Я слушал, но не слышал. Доктор Хэмптон описал состояние Эбби и наш последний вариант. Эбби не моргнула и глазом.
Она сказала:
— Дайте мне максимальную дозу.
Мы вернулись в клинику Мэйо. Я сидел и ждал, пока врачи устраивали в организме моей жены маленький Чернобыль.
В течение трех месяцев Эбби испытывала сокрушительный эффект радиации. Она почти все время спала — в некотором смысле это было хорошо. У нее оставалось меньше времени на то, чтобы ощущать воздействие рака и радиации. Я ее не винил. Я безумно скучал, но сон сделался единственным прибежищем Эбби. Единственным, какое осталось. Все остальное у нас отняли.
Когда она просыпалась, любой шум, движение или проблеск света вызывали у нее тошноту. В итоге мы сидели в темноте и молчали. К счастью, врачи давали Эбби любые болеутоляющие, доказав тем самым, что бессознательное состояние может стать роскошью.

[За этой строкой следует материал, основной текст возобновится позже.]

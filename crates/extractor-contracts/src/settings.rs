use std::fmt;
use std::str::FromStr;

use serde::{Deserialize, Serialize};

/// Rendering quality requested from the image-edit model.
#[derive(Debug, Clone, Copy, PartialEq, Eq, Default, Serialize, Deserialize)]
#[serde(rename_all = "lowercase")]
pub enum Quality {
    High,
    #[default]
    Medium,
    Low,
}

impl Quality {
    pub const ALL: [Quality; 3] = [Quality::High, Quality::Medium, Quality::Low];

    pub fn as_str(self) -> &'static str {
        match self {
            Quality::High => "high",
            Quality::Medium => "medium",
            Quality::Low => "low",
        }
    }
}

impl fmt::Display for Quality {
    fn fmt(&self, f: &mut fmt::Formatter<'_>) -> fmt::Result {
        f.write_str(self.as_str())
    }
}

impl FromStr for Quality {
    type Err = String;

    fn from_str(raw: &str) -> Result<Self, Self::Err> {
        let lowered = raw.trim().to_ascii_lowercase();
        Quality::ALL
            .into_iter()
            .find(|quality| quality.as_str() == lowered)
            .ok_or_else(|| format!("unsupported quality '{raw}' (expected high, medium or low)"))
    }
}

/// Output canvas size accepted by the image-edit model.
#[derive(Debug, Clone, Copy, PartialEq, Eq, Default, Serialize, Deserialize)]
pub enum ImageSize {
    #[default]
    #[serde(rename = "1024x1024")]
    Square,
    #[serde(rename = "1024x1536")]
    Portrait,
    #[serde(rename = "1536x1024")]
    Landscape,
}

impl ImageSize {
    pub const ALL: [ImageSize; 3] = [ImageSize::Square, ImageSize::Portrait, ImageSize::Landscape];

    pub fn as_str(self) -> &'static str {
        match self {
            ImageSize::Square => "1024x1024",
            ImageSize::Portrait => "1024x1536",
            ImageSize::Landscape => "1536x1024",
        }
    }

    pub fn dims(self) -> (u32, u32) {
        match self {
            ImageSize::Square => (1024, 1024),
            ImageSize::Portrait => (1024, 1536),
            ImageSize::Landscape => (1536, 1024),
        }
    }
}

impl fmt::Display for ImageSize {
    fn fmt(&self, f: &mut fmt::Formatter<'_>) -> fmt::Result {
        f.write_str(self.as_str())
    }
}

impl FromStr for ImageSize {
    type Err = String;

    fn from_str(raw: &str) -> Result<Self, Self::Err> {
        let normalized = raw.trim().to_ascii_lowercase().replace('*', "x");
        ImageSize::ALL
            .into_iter()
            .find(|size| size.as_str() == normalized)
            .ok_or_else(|| {
                format!("unsupported size '{raw}' (expected 1024x1024, 1024x1536 or 1536x1024)")
            })
    }
}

Потом ее снова обследовали. Учитывая состояние Эбби и тот факт, что она заслужила право быть первой в очереди, врачи быстро обработали результаты, и к вечеру мы уже ждали ответ. Мне нужно было прогуляться — в последнее время я часто это делал. Покидая Эбби, я чувствовал себя предателем, но она все равно спала, а я хотел проветриться до того, как придет Радди с новостями. Я шепнул: «Милая, я только куплю себе булочку» и вышел в коридор. Когда я вернулся, одна из сиделок клала в пластмассовый ящик на двери папку с результатами. Я смотрел на нее и думал о жене, которая лежала в палате в ожидании скверных вестей.

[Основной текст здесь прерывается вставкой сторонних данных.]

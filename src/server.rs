//! HTTP adapter: maps the four endpoints onto the runtime.
//!
//! - `GET  /api/conversations` - the caller's conversation list
//! - `GET  /api/conversations/{id}/messages` - history (handler or export)
//! - `POST /api/conversations/stream` - the NDJSON streaming endpoint
//! - `POST /api/streams/{id}/cancel` - out-of-band cancellation
//!
//! All endpoints read the optional `User-Id` header; blank or missing means
//! `"anonymous"`. The adapter stays thin: parse, normalize, hand off to the
//! controller, stream bytes out.

use std::convert::Infallible;

use axum::body::Body;
use axum::extract::{Path, State};
use axum::http::{header, HeaderMap, HeaderValue, Method};
use axum::response::Response;
use axum::routing::{get, post};
use axum::{Json, Router};
use futures::StreamExt;
use serde::{Deserialize, Serialize};
use tokio_stream::wrappers::ReceiverStream;
use tower_http::cors::{AllowOrigin, Any, CorsLayer};

use crate::bubble::BubbleRecord;
use crate::context::ActiveContext;
use crate::controller::{self, StreamJob};
use crate::error::{ApiError, RuntimeError};
use crate::ids::new_id;
use crate::registry::{HistoryContext, HistoryOutcome};
use crate::runtime::Runtime;
use crate::sink::StreamSink;
use crate::store::normalize_user_id;

pub(crate) fn router(runtime: Runtime, allow_origins: Option<Vec<String>>) -> Router {
    let cors = CorsLayer::new()
        .allow_methods([Method::GET, Method::POST, Method::OPTIONS])
        .allow_headers(Any);
    // no origin list means a wide-open dev server
    let cors = match allow_origins {
        Some(origins) => {
            let origins: Vec<HeaderValue> = origins
                .iter()
                .filter_map(|origin| origin.parse().ok())
                .collect();
            cors.allow_origin(AllowOrigin::list(origins))
        }
        None => cors.allow_origin(Any),
    };

    Router::new()
        .route("/api/conversations", get(list_conversations))
        .route(
            "/api/conversations/{conversation_id}/messages",
            get(conversation_messages),
        )
        .route("/api/conversations/stream", post(stream_conversation))
        .route("/api/streams/{stream_id}/cancel", post(cancel_stream))
        .layer(cors)
        .with_state(runtime)
}

fn user_id_from(headers: &HeaderMap) -> String {
    normalize_user_id(headers.get("user-id").and_then(|v| v.to_str().ok()))
}

// ============================================================================
// Request/response types
// ============================================================================

/// Body of `POST /api/conversations/stream`.
#[derive(Debug, Deserialize)]
pub struct StreamChatRequest {
    #[serde(rename = "conversationId", default)]
    pub conversation_id: Option<String>,
    #[serde(default)]
    pub message: Option<String>,
}

#[derive(Debug, Serialize)]
struct ConversationsResponse {
    conversations: Vec<crate::store::ConversationSummary>,
}

#[derive(Debug, Serialize)]
struct MessagesResponse {
    #[serde(rename = "conversationId")]
    conversation_id: String,
    messages: Vec<BubbleRecord>,
}

#[derive(Debug, Serialize)]
struct CancelResponse {
    status: &'static str,
}

// ============================================================================
// Endpoints
// ============================================================================

async fn list_conversations(
    State(runtime): State<Runtime>,
    headers: HeaderMap,
) -> Json<ConversationsResponse> {
    let user_id = user_id_from(&headers);
    Json(ConversationsResponse {
        conversations: runtime.get_conversation_list(&user_id),
    })
}

/// Runs the history handler inside an active context with no sink attached;
/// bubbles it sends land in the session and export as plain records.
async fn conversation_messages(
    State(runtime): State<Runtime>,
    Path(conversation_id): Path<String>,
    headers: HeaderMap,
) -> Result<Json<MessagesResponse>, ApiError> {
    let user_id = user_id_from(&headers);
    let session = runtime.inner.store.get_or_create(&conversation_id);

    let outcome = match runtime.inner.registry.history() {
        Some(handler) => ActiveContext::new(session.clone(), None)
            .scope((*handler)(HistoryContext {
                conversation_id: conversation_id.clone(),
                user_id,
            }))
            .await
            .map_err(|err| {
                tracing::error!(conversation_id = %conversation_id, error = %err, "history handler failed");
                match err.downcast::<RuntimeError>() {
                    Ok(runtime_err) => ApiError::from(runtime_err),
                    Err(other) => ApiError::internal(other.to_string()),
                }
            })?,
        None => HistoryOutcome::Fallback,
    };

    let messages = match outcome {
        HistoryOutcome::Messages(messages) => messages,
        HistoryOutcome::Fallback => session.export_messages(),
    };
    Ok(Json(MessagesResponse {
        conversation_id,
        messages,
    }))
}

async fn stream_conversation(
    State(runtime): State<Runtime>,
    headers: HeaderMap,
    Json(payload): Json<StreamChatRequest>,
) -> Result<Response, ApiError> {
    let user_id = user_id_from(&headers);
    let minted = payload.conversation_id.is_none();
    let conversation_id = payload.conversation_id.unwrap_or_else(new_id);
    let session = runtime.inner.store.get_or_create(&conversation_id);

    let stream_id = new_id();
    let (sink, frames) = StreamSink::new(stream_id.clone());
    // one stream per conversation; losers get a 409 before any frame
    session.attach_stream(sink.clone())?;
    let cancel = runtime.inner.streams.register(&stream_id);

    tokio::spawn(controller::drive(StreamJob {
        session,
        sink,
        cancel,
        registry: runtime.inner.registry.clone(),
        streams: runtime.inner.streams.clone(),
        timeouts: runtime.inner.timeouts,
        conversation_id,
        minted,
        user_id,
        message: payload.message,
    }));

    let body = Body::from_stream(ReceiverStream::new(frames).map(Ok::<String, Infallible>));
    let response = Response::builder()
        .header(header::CONTENT_TYPE, "application/x-ndjson")
        .header(header::CACHE_CONTROL, "no-cache, no-transform")
        .header("x-accel-buffering", "no")
        .body(body)
        .unwrap();
    Ok(response)
}

async fn cancel_stream(
    State(runtime): State<Runtime>,
    Path(stream_id): Path<String>,
) -> Json<CancelResponse> {
    let cancelled = runtime.inner.streams.cancel(&stream_id);
    if cancelled {
        tracing::info!(stream_id = %stream_id, "stream cancellation requested");
    }
    Json(CancelResponse {
        status: if cancelled { "cancelled" } else { "unknown" },
    })
}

Наблюдать за тем, как Эбби умирает, было невыносимо. Я устал от собственной беспомощности. Я участвовал в битве между жизнью и смертью, но победить не мог. Хуже может быть только зрелище детских страданий. Когда я сказал, что пойду за булочкой, то солгал: я хотел посмотреть на какого-нибудь родителя. Но стоило мне увидеть его лицо, и я понял, что этот человек страдает не меньше, если не больше, чем я. Когда я нашел, что искал, и слегка утешился при мысли о том, что кто-то еще на этой планете страдает, то вернулся к Эбби.
Я знаю, что был не прав. Знаю, что это ненормально. И мне очень стыдно.
Я открыл папку и обнаружил среди прочих документов письмо. Оно было написано онкологом, который расшифровывал снимки.
Я дважды перечитал письмо про себя, а потом — шепотом — еще раз, в надежде на то, что на слух оно окажется иным, нежели на взгляд. Но каждый раз, мысленно повторяя эти слова, я слышал звук бьющегося стекла.
«Единственный вариант…»
Я закрыл папку и прислонился к двери. В тридцать пять лет Эбби измучилась физически и эмоционально, она утратила надежду. Мы достигла дна, и битва закончилась.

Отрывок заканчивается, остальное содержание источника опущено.